Congratulations though to the “influencer” family of four who landed a trip of a lifetime which, for the children, meant jumping around on the bunk beds endlessly to the delight of the camera crew.
Good luck to all who sail on Icon of the Seas – and all who slide their way around its dazzling water park. Just what you need on a cruise ship – more water!
On a completely different note, the American Walking Dead franchise is as stubborn as one of its hideous zombie creatures. In short, it just won’t lay down and die.
The latest irritation, sorry iteration is called The Walking Dead: Dead City (Sky Max, Thurs), and featured lead characters Maggie and Negan trying to negotiate an ivy, and moss-clad Manhattan in this post-apocalyptic world that it inhabits.
From the other side of the Hudson River, it looked quite nice. Maybe we’re too pessimistic about the post-apocalyptic world.
Surprisingly, I was mostly amused by this new spin-off, just as soon as I got used to the awful slushy sound as one of these corpses comes up behind you.

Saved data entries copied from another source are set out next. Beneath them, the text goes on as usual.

use url::Url;

use crate::error::OfflineResult;

pub(crate) fn is_absolute_url(s: &str) -> bool {
    s.starts_with("http://")
        || s.starts_with("https://")
        || s.starts_with("file://")
        || s.starts_with("ftp://")
}

/// Resolves `new` against `current`, keeping the query of `current` when `new` has none.
///
/// ```text
/// merge_baseurls(https://example.com/manifest.mpd?auth=secret, /video42.mp4)
///   => https://example.com/video42.mp4?auth=secret
/// merge_baseurls(https://example.com/manifest.mpd?auth=old, /video42.mp4?auth=new)
///   => https://example.com/video42.mp4?auth=new
/// ```
pub fn merge_baseurls(current: &Url, new: &str) -> OfflineResult<Url> {
    if is_absolute_url(new) {
        Ok(Url::parse(new)?)
    } else {
        let mut merged = current.join(new)?;
        if merged.query().is_none() {
            merged.set_query(current.query());
        }
        Ok(merged)
    }
}
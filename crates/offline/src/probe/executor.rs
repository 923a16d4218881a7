use std::future::Future;

use tokio::runtime::Handle;

use crate::error::{OfflineError, OfflineResult};

/// Where index probes run.
///
/// A probe is submitted as a self-contained future and the caller waits for its result.
/// Executors must not swallow [`OfflineError::Interrupted`].
pub trait ProbeExecutor: Send + Sync {
    fn execute<F, T>(&self, work: F) -> impl Future<Output = OfflineResult<T>> + Send
    where
        F: Future<Output = OfflineResult<T>> + Send + 'static,
        T: Send + 'static;
}

/// Runs probes on the task driving the build.
#[derive(Debug, Clone, Copy, Default)]
pub struct InlineExecutor;

impl ProbeExecutor for InlineExecutor {
    fn execute<F, T>(&self, work: F) -> impl Future<Output = OfflineResult<T>> + Send
    where
        F: Future<Output = OfflineResult<T>> + Send + 'static,
        T: Send + 'static,
    {
        work
    }
}

/// Spawns every probe as a tokio task, so that probes of different representations can
/// run in parallel on a multi-threaded runtime.
#[derive(Debug, Clone)]
pub struct TokioExecutor {
    handle: Handle,
}

impl TokioExecutor {
    pub fn new(handle: Handle) -> Self {
        Self { handle }
    }

    /// Uses the runtime the caller is running on.
    pub fn current() -> OfflineResult<Self> {
        Handle::try_current()
            .map(Self::new)
            .map_err(|e| OfflineError::ProbeTask(e.to_string()))
    }
}

impl ProbeExecutor for TokioExecutor {
    fn execute<F, T>(&self, work: F) -> impl Future<Output = OfflineResult<T>> + Send
    where
        F: Future<Output = OfflineResult<T>> + Send + 'static,
        T: Send + 'static,
    {
        let task = self.handle.spawn(work);
        async move {
            match task.await {
                Ok(result) => result,
                Err(e) if e.is_cancelled() => Err(OfflineError::Interrupted),
                Err(e) => Err(OfflineError::ProbeTask(e.to_string())),
            }
        }
    }
}
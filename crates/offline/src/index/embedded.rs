use super::{scale_from_us, scale_to_us, template::Template, RangedUri, SegmentCount, SegmentIndex};
use crate::manifest::{MultiSegmentBase, Representation, SegmentBase};

/// One `S` element of a `SegmentTimeline`.
#[derive(Debug, Clone, Copy, PartialEq, Eq)]
pub struct TimelineEntry {
    /// `S@t`, continues from the previous entry when absent.
    pub time: Option<u64>,
    pub duration: u64,
    /// `S@r`. A negative value repeats until the next entry or the end of the period.
    pub repeat: i64,
}

/// A segment timeline with repeats expanded.
///
/// A negative repeat on the last entry cannot be expanded without knowing where the period
/// ends, so it is kept as an open tail and resolved when counting segments.
#[derive(Debug, Clone, Default, PartialEq, Eq)]
pub struct SegmentTimeline {
    starts: Vec<u64>,
    durations: Vec<u64>,
    open_tail: Option<(u64, u64)>,
}

impl SegmentTimeline {
    pub fn new(entries: &[TimelineEntry]) -> Self {
        let mut timeline = Self::default();
        let mut time = 0;
        for (i, entry) in entries.iter().enumerate() {
            if let Some(t) = entry.time {
                time = t;
            }
            if entry.duration == 0 {
                tracing::warn!("Ignoring zero duration timeline entry at {time}");
                continue;
            }

            let occurrences = if entry.repeat >= 0 {
                entry.repeat as u64 + 1
            } else {
                match entries.get(i + 1) {
                    Some(TimelineEntry {
                        time: Some(next), ..
                    }) => next.saturating_sub(time).div_ceil(entry.duration),
                    Some(_) => 1,
                    None => {
                        timeline.open_tail = Some((time, entry.duration));
                        break;
                    }
                }
            };

            for _ in 0..occurrences {
                timeline.starts.push(time);
                timeline.durations.push(entry.duration);
                time += entry.duration;
            }
        }
        timeline
    }

    /// Number of segments before `end`, in timescale units.
    fn count(&self, end: Option<u128>) -> SegmentCount {
        let closed = self.starts.len() as u64;
        match (self.open_tail, end) {
            (None, _) => SegmentCount::Bounded(closed),
            (Some((start, duration)), Some(end)) => {
                let remaining = end.saturating_sub(u128::from(start));
                let open = remaining.div_ceil(u128::from(duration));
                SegmentCount::Bounded(closed + open as u64)
            }
            (Some(_), None) => SegmentCount::Unbounded,
        }
    }

    fn start(&self, index: u64) -> u64 {
        match self.starts.get(index as usize) {
            Some(start) => *start,
            None => {
                let (start, duration) = self.open_tail.unwrap_or_default();
                start + (index - self.starts.len() as u64) * duration
            }
        }
    }

    fn duration(&self, index: u64) -> u64 {
        match self.durations.get(index as usize) {
            Some(duration) => *duration,
            None => self.open_tail.map_or(0, |(_, duration)| duration),
        }
    }
}

/// The segment index described by the manifest itself.
#[derive(Debug, Clone, Copy)]
pub struct EmbeddedIndex<'a> {
    representation: &'a Representation,
}

impl<'a> EmbeddedIndex<'a> {
    pub(crate) fn new(representation: &'a Representation) -> Self {
        Self { representation }
    }

    fn multi(&self) -> Option<&'a MultiSegmentBase> {
        match &self.representation.segment_base {
            SegmentBase::Single(_) => None,
            SegmentBase::List(list) => Some(&list.base),
            SegmentBase::Template(template) => Some(&template.base),
        }
    }

    /// Start of a segment on the sample timeline, in timescale units.
    fn start_time(&self, base: &MultiSegmentBase, segment_num: u64) -> u64 {
        let index = segment_num - base.start_number;
        match &base.timeline {
            Some(timeline) => timeline.start(index),
            None => index * base.duration.unwrap_or(0),
        }
    }
}

impl SegmentIndex for EmbeddedIndex<'_> {
    fn segment_count(&self, period_duration_us: Option<u64>) -> SegmentCount {
        let base = match &self.representation.segment_base {
            SegmentBase::Single(_) => return SegmentCount::Bounded(1),
            SegmentBase::List(list) => return SegmentCount::Bounded(list.media.len() as u64),
            SegmentBase::Template(template) => {
                if let Some(end_number) = template.end_number {
                    // The last number has to stay addressable
                    return match end_number.checked_add(1) {
                        Some(end) => {
                            SegmentCount::Bounded(end.saturating_sub(template.base.start_number))
                        }
                        None => SegmentCount::Unbounded,
                    };
                }
                &template.base
            }
        };

        let period_end = period_duration_us.map(|duration| {
            scale_from_us(duration, base.timescale) + u128::from(base.presentation_time_offset)
        });
        if let Some(timeline) = &base.timeline {
            return timeline.count(period_end);
        }

        match (base.duration, period_duration_us) {
            (Some(duration), Some(period_duration_us)) if duration > 0 => {
                let period = u128::from(period_duration_us) * u128::from(base.timescale);
                let segment = u128::from(duration) * 1_000_000;
                SegmentCount::Bounded(period.div_ceil(segment) as u64)
            }
            _ => SegmentCount::Unbounded,
        }
    }

    fn first_segment_num(&self) -> u64 {
        self.multi().map_or(0, |base| base.start_number)
    }

    fn time_us(&self, segment_num: u64) -> i64 {
        let Some(base) = self.multi() else {
            return 0;
        };
        let start = i128::from(self.start_time(base, segment_num));
        match base.timeline {
            Some(_) => scale_to_us(start - i128::from(base.presentation_time_offset), base.timescale),
            None => scale_to_us(start, base.timescale),
        }
    }

    fn duration_us(&self, segment_num: u64, period_duration_us: Option<u64>) -> Option<u64> {
        let Some(base) = self.multi() else {
            return period_duration_us;
        };
        if let Some(timeline) = &base.timeline {
            let duration = timeline.duration(segment_num - base.start_number);
            return Some(scale_to_us(i128::from(duration), base.timescale) as u64);
        }

        // The last segment is cut at the end of the period
        if let (SegmentCount::Bounded(count), Some(period_duration_us)) =
            (self.segment_count(period_duration_us), period_duration_us)
        {
            if count > 0 && self.first_segment_num().checked_add(count - 1) == Some(segment_num) {
                let start_us = self.time_us(segment_num).max(0) as u64;
                return Some(period_duration_us.saturating_sub(start_us));
            }
        }
        base.duration
            .map(|duration| scale_to_us(i128::from(duration), base.timescale) as u64)
    }

    fn segment_url(&self, segment_num: u64) -> RangedUri {
        match &self.representation.segment_base {
            SegmentBase::Single(_) => RangedUri::whole(""),
            SegmentBase::List(list) => {
                list.media[(segment_num - list.base.start_number) as usize].clone()
            }
            SegmentBase::Template(template) => {
                let mut values = self.representation.template_values();
                values.insert(Template::NUMBER, segment_num.to_string());
                values.insert(
                    Template::TIME,
                    self.start_time(&template.base, segment_num).to_string(),
                );
                RangedUri::whole(values.resolve(&template.media))
            }
        }
    }
}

I’d like another version to be set in Surrey, so polite chaps on the golf course could go, “Hi Jerry, I see you’ve gone over to the other side, too. It suits you. Give my best to Margo!” – slush, slush.
Of course, the real evil in the show doesn’t lay with the undead but with evil humans – or the marshals – that remain behind.
If only the undead could assemble in a large choir, conducted by Gareth Malone. They’d be enriched with a new hobby, and go quietly.
Finally, have you noticed that when a new quiz show arrives, it doesn’t just turn up in a series of merely six episodes but one of 20, in a display of admirable confidence on the part of the producers.
The Answer Run (BBC One, Mon) is built around swiping. Yes, the BBC’s relentless slide downmarket continues.
As likeable Jason Manford told his contestants, “We give you a 50 per cent chance….” And there’s a 100 per cent probability that quite a few viewers will switch off within minutes!